Sophie smiled and followed Wilkinson out the door.
Elizabeth’s grime could wait. Darcy needed immediate attention lest the stain set and damage a cherished heirloom.
Scent penetrated and defined the realm in which he stood; lavender atop sage it was. As he returned to the world and the ravages of the day receded, he took in great gusts of nova caeli.[i]
His eyes were closed, but the lids unclenched. He, Darcy—Smith had been abandoned on Persephone’s gundeck—enjoyed light’s flickering passage from without that left veined afterimages.
His hands were grasped, first one and then the other. Sharp, coarse horsehair bristles worried them front and back. A stylus tenderly scrapped beneath his nails, releasing a coppery tincture that lingered for a moment, called up sentiments that quickly evaporated but, never-the-less, left a twinge in his belly.
A soft soprano hummed in accompaniment to the movements of a wet cloth about his torso. Warm water sloshed around his shanks as liquid sheeted from his skin.

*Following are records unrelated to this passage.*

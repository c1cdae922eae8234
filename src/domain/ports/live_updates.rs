//! Live-update sink port.

use crate::domain::models::LiveEvent;

/// Fire-and-forget publisher for dashboard events.
///
/// `notify` must not block on slow subscribers and must not report failures
/// to the caller.
pub trait LiveUpdateSink: Send + Sync {
    fn notify(&self, event: LiveEvent);
}

/// Sink that discards every event.
#[derive(Debug, Clone, Copy, Default)]
pub struct NullSink;

impl LiveUpdateSink for NullSink {
    fn notify(&self, _event: LiveEvent) {}
}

The bath maiden—indeed, this was a woman’s touch—was fastidious in her attentions, working one section of his back and belly from an unfeeling commonness into tingling awareness. He could not recall when he had last been so connected to the world around him except…
At some point, he realized that he was nearly naked, wearing nothing but his slops which hung damply around his narrowed hips before this lady. Yet, there was all that was Vestal and nothing Cyprian about his situation. His arousal was a renewal of spirit, ethereal, not base, bathed as he was in soft light and peaceful aromatics.

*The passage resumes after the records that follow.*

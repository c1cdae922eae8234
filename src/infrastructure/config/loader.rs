use anyhow::{Context, Result};
use figment::providers::{Env, Format, Serialized, Yaml};
use figment::Figment;
use std::path::Path;
use thiserror::Error;

use crate::domain::models::config::Config;

/// Project directory holding config files and, by default, the database.
pub const CONFIG_DIR: &str = ".agora";

/// Configuration error types
#[derive(Error, Debug)]
pub enum ConfigError {
    #[error("Invalid log level: {0}. Must be one of: trace, debug, info, warn, error")]
    InvalidLogLevel(String),

    #[error("Invalid log format: {0}. Must be one of: json, pretty")]
    InvalidLogFormat(String),

    #[error("Invalid log rotation: {0}. Must be one of: daily, hourly, never")]
    InvalidRotation(String),

    #[error("Database path cannot be empty")]
    EmptyDatabasePath,

    #[error("Invalid max_connections: {0}. Must be at least 1")]
    InvalidMaxConnections(u32),

    #[error("Invalid scheduler interval: min_interval_secs ({0}) must not exceed max_interval_secs ({1})")]
    InvalidInterval(u64, u64),

    #[error("Invalid max_interval_secs: must be greater than 0")]
    ZeroMaxInterval,

    #[error("Invalid turns: {0}. Must be at least 1")]
    InvalidTurns(u32),

    #[error("Invalid message_pace_secs: {0}. Must be a non-negative number")]
    InvalidMessagePace(f64),

    #[error("Channel name cannot be empty")]
    EmptyChannelName,

    #[error("Invalid sync_interval_secs: must be greater than 0")]
    ZeroSyncInterval,

    #[error("LLM model cannot be empty")]
    EmptyModel,

    #[error("Invalid temperature: {0}. Must be between 0 and 2")]
    InvalidTemperature(f32),
}

/// Configuration loader with hierarchical merging
pub struct ConfigLoader;

impl ConfigLoader {
    /// Load configuration from the current directory.
    ///
    /// Precedence (lowest to highest):
    /// 1. Programmatic defaults (Serialized)
    /// 2. .agora/config.yaml
    /// 3. .agora/local.yaml (optional, for machine-specific overrides)
    /// 4. Environment variables (AGORA_* prefix, `__` separates sections)
    pub fn load() -> Result<Config> {
        Self::load_in(".")
    }

    /// Load configuration rooted at `project_dir` instead of the current directory.
    pub fn load_in(project_dir: impl AsRef<Path>) -> Result<Config> {
        let config: Config = Self::figment(project_dir.as_ref())
            .extract()
            .context("Failed to extract configuration from figment")?;

        Self::validate(&config)?;
        Ok(config)
    }

    /// Load configuration from a specific file
    pub fn load_from_file(path: impl AsRef<Path>) -> Result<Config> {
        let config: Config = Figment::new()
            .merge(Serialized::defaults(Config::default()))
            .merge(Yaml::file(path.as_ref()))
            .extract()
            .context(format!("Failed to load config from {}", path.as_ref().display()))?;

        Self::validate(&config)?;
        Ok(config)
    }

    fn figment(project_dir: &Path) -> Figment {
        let dir = project_dir.join(CONFIG_DIR);
        Figment::new()
            .merge(Serialized::defaults(Config::default()))
            .merge(Yaml::file(dir.join("config.yaml")))
            .merge(Yaml::file(dir.join("local.yaml")))
            .merge(Env::prefixed("AGORA_").split("__"))
    }

    /// Validate configuration after loading
    pub fn validate(config: &Config) -> Result<(), ConfigError> {
        if config.database.path.is_empty() {
            return Err(ConfigError::EmptyDatabasePath);
        }
        if config.database.max_connections == 0 {
            return Err(ConfigError::InvalidMaxConnections(config.database.max_connections));
        }

        let valid_log_levels = ["trace", "debug", "info", "warn", "error"];
        if !valid_log_levels.contains(&config.logging.level.as_str()) {
            return Err(ConfigError::InvalidLogLevel(config.logging.level.clone()));
        }
        let valid_log_formats = ["json", "pretty"];
        if !valid_log_formats.contains(&config.logging.format.as_str()) {
            return Err(ConfigError::InvalidLogFormat(config.logging.format.clone()));
        }
        let valid_rotations = ["daily", "hourly", "never"];
        if !valid_rotations.contains(&config.logging.rotation.as_str()) {
            return Err(ConfigError::InvalidRotation(config.logging.rotation.clone()));
        }

        let scheduler = &config.scheduler;
        if scheduler.max_interval_secs == 0 {
            return Err(ConfigError::ZeroMaxInterval);
        }
        if scheduler.min_interval_secs > scheduler.max_interval_secs {
            return Err(ConfigError::InvalidInterval(scheduler.min_interval_secs, scheduler.max_interval_secs));
        }
        if scheduler.turns == 0 {
            return Err(ConfigError::InvalidTurns(scheduler.turns));
        }
        if !scheduler.message_pace_secs.is_finite() || scheduler.message_pace_secs < 0.0 {
            return Err(ConfigError::InvalidMessagePace(scheduler.message_pace_secs));
        }

        if config.fleet.channel_name.trim().is_empty() {
            return Err(ConfigError::EmptyChannelName);
        }
        if config.fleet.sync_interval_secs == 0 {
            return Err(ConfigError::ZeroSyncInterval);
        }

        if config.llm.model.trim().is_empty() {
            return Err(ConfigError::EmptyModel);
        }
        if !(0.0..=2.0).contains(&config.llm.temperature) {
            return Err(ConfigError::InvalidTemperature(config.llm.temperature));
        }

        Ok(())
    }
}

A step from the Heavenly throne he was.
A gentle kiss on the inside of his right shoulder blade gave permission for his hands to reach behind and capture handfuls of a loving angel’s body to squeeze her against his spine.

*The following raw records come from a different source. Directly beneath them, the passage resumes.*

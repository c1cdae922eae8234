//! Channel-backed agent runtime.

use async_trait::async_trait;
use std::sync::{Arc, RwLock};
use tokio::sync::broadcast::error::RecvError;
use tokio_util::sync::CancellationToken;

use crate::domain::errors::DomainResult;
use crate::domain::models::{Agent, CompletionRequest, LlmConfig, PromptMessage};
use crate::domain::ports::{AgentRuntime, HandleFactory, TextGenerator, EMPTY_REPLY, GENERATION_FAILED_REPLY};
use crate::services::human_reply::{HumanPost, HumanReplyService};

use super::hub::{ChannelHub, ChannelPost, PostAuthor};

/// Generation parameters used for every reply an agent produces.
#[derive(Debug, Clone, Copy, PartialEq)]
pub struct ReplySettings {
    pub max_tokens: u32,
    pub temperature: f32,
}

impl Default for ReplySettings {
    fn default() -> Self {
        Self { max_tokens: 256, temperature: 0.8 }
    }
}

impl From<&LlmConfig> for ReplySettings {
    fn from(config: &LlmConfig) -> Self {
        Self { max_tokens: config.max_tokens, temperature: config.temperature }
    }
}

/// One agent's live connection to the shared channel.
pub struct ChannelAgent {
    agent: Agent,
    hub: Arc<ChannelHub>,
    channel_name: String,
    generator: Arc<dyn TextGenerator>,
    settings: ReplySettings,
    human_replies: Option<Arc<HumanReplyService>>,
    channel: RwLock<Option<String>>,
    cancel: CancellationToken,
}

impl ChannelAgent {
    pub fn new(
        agent: Agent,
        hub: Arc<ChannelHub>,
        channel_name: impl Into<String>,
        generator: Arc<dyn TextGenerator>,
        settings: ReplySettings,
    ) -> Self {
        Self {
            agent,
            hub,
            channel_name: channel_name.into(),
            generator,
            settings,
            human_replies: None,
            channel: RwLock::new(None),
            cancel: CancellationToken::new(),
        }
    }

    /// Answer human posts through `service`.
    pub fn with_human_replies(mut self, service: Arc<HumanReplyService>) -> Self {
        self.human_replies = Some(service);
        self
    }

    fn resolve_channel(&self) -> bool {
        if self.hub.name() != self.channel_name {
            tracing::warn!(
                agent_id = %self.agent.id,
                wanted = %self.channel_name,
                available = %self.hub.name(),
                "shared channel not found"
            );
            return false;
        }
        if let Ok(mut channel) = self.channel.write() {
            *channel = Some(self.hub.channel_id().to_string());
        }
        true
    }

    async fn handle_post(&self, post: ChannelPost) {
        let PostAuthor::Human { name } = post.author else {
            return;
        };
        let Some(service) = &self.human_replies else {
            return;
        };

        let human_post = HumanPost { author: name, content: post.content, external_id: Some(post.id) };
        if let Err(e) = service.reply(self, &human_post).await {
            tracing::error!(agent_id = %self.agent.id, agent = %self.agent.name, error = %e, "failed to record human reply");
        }
    }
}

#[async_trait]
impl AgentRuntime for ChannelAgent {
    fn agent(&self) -> &Agent {
        &self.agent
    }

    fn channel_id(&self) -> Option<String> {
        self.channel.read().ok().and_then(|c| c.clone())
    }

    async fn generate_reply(&self, prompt: Vec<PromptMessage>) -> String {
        let request = CompletionRequest::new(prompt, self.settings.max_tokens, self.settings.temperature);
        match self.generator.complete(request).await {
            Ok(text) if text.trim().is_empty() => EMPTY_REPLY.to_string(),
            Ok(text) => text,
            Err(e) => {
                tracing::warn!(agent_id = %self.agent.id, agent = %self.agent.name, generator = self.generator.name(), error = %e, "reply generation failed");
                GENERATION_FAILED_REPLY.to_string()
            }
        }
    }

    async fn deliver(&self, text: &str) -> Option<String> {
        if !self.has_resolved_channel() {
            return None;
        }
        match self.hub.post_bot(self.agent.id, self.agent.name.clone(), text) {
            Ok(post) => Some(post.id),
            Err(e) => {
                tracing::warn!(agent_id = %self.agent.id, error = %e, "delivery to shared channel failed");
                None
            }
        }
    }

    async fn run(&self) -> DomainResult<()> {
        if self.cancel.is_cancelled() {
            return Ok(());
        }
        let mut posts = self.hub.subscribe();
        let hub_closed = self.hub.closed();
        let resolved = self.resolve_channel();
        tracing::info!(agent_id = %self.agent.id, agent = %self.agent.name, resolved, "agent connected");

        loop {
            tokio::select! {
                () = self.cancel.cancelled() => break,
                () = hub_closed.cancelled() => {
                    tracing::info!(agent_id = %self.agent.id, "shared channel closed");
                    break;
                }
                received = posts.recv() => match received {
                    Ok(post) if resolved => self.handle_post(post).await,
                    Ok(_) => {}
                    Err(RecvError::Lagged(skipped)) => {
                        tracing::warn!(agent_id = %self.agent.id, skipped, "agent fell behind the channel");
                    }
                    Err(RecvError::Closed) => break,
                },
            }
        }

        if let Ok(mut channel) = self.channel.write() {
            *channel = None;
        }
        tracing::info!(agent_id = %self.agent.id, agent = %self.agent.name, "agent disconnected");
        Ok(())
    }

    async fn shutdown(&self) -> DomainResult<()> {
        self.cancel.cancel();
        if let Ok(mut channel) = self.channel.write() {
            *channel = None;
        }
        Ok(())
    }
}

/// Builds [`ChannelAgent`] handles sharing one hub and generator.
pub struct ChannelAgentFactory {
    hub: Arc<ChannelHub>,
    channel_name: String,
    generator: Arc<dyn TextGenerator>,
    settings: ReplySettings,
    human_replies: Option<Arc<HumanReplyService>>,
}

impl ChannelAgentFactory {
    pub fn new(
        hub: Arc<ChannelHub>,
        channel_name: impl Into<String>,
        generator: Arc<dyn TextGenerator>,
        settings: ReplySettings,
    ) -> Self {
        Self { hub, channel_name: channel_name.into(), generator, settings, human_replies: None }
    }

    pub fn with_human_replies(mut self, service: Arc<HumanReplyService>) -> Self {
        self.human_replies = Some(service);
        self
    }
}

impl HandleFactory for ChannelAgentFactory {
    fn build(&self, agent: &Agent) -> Arc<dyn AgentRuntime> {
        let mut runtime = ChannelAgent::new(
            agent.clone(),
            Arc::clone(&self.hub),
            self.channel_name.clone(),
            Arc::clone(&self.generator),
            self.settings,
        );
        if let Some(service) = &self.human_replies {
            runtime = runtime.with_human_replies(Arc::clone(service));
        }
        Arc::new(runtime)
    }
}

His reward was trembling tears that salted his toughened hide.
Eyes now open, he turned and gathered his weeping life into a caress that had been months in the making.
From Chapter 37
She turned and spied his broad shoulders that defined a captain upon his quarterdeck. Then she quickly looked away, back over the prow, the foremast’s bulk insulating him from her eyes’ pressure. No, she could not impose herself. He would come to her when his heart could make itself heard. Until then, she would feed off his thrumming presence to draw solace and limn her world with love’s light.
Then, she stole another glance astern. He was gone!
Her eyes closed, Anne cast about her for he who again had been lost.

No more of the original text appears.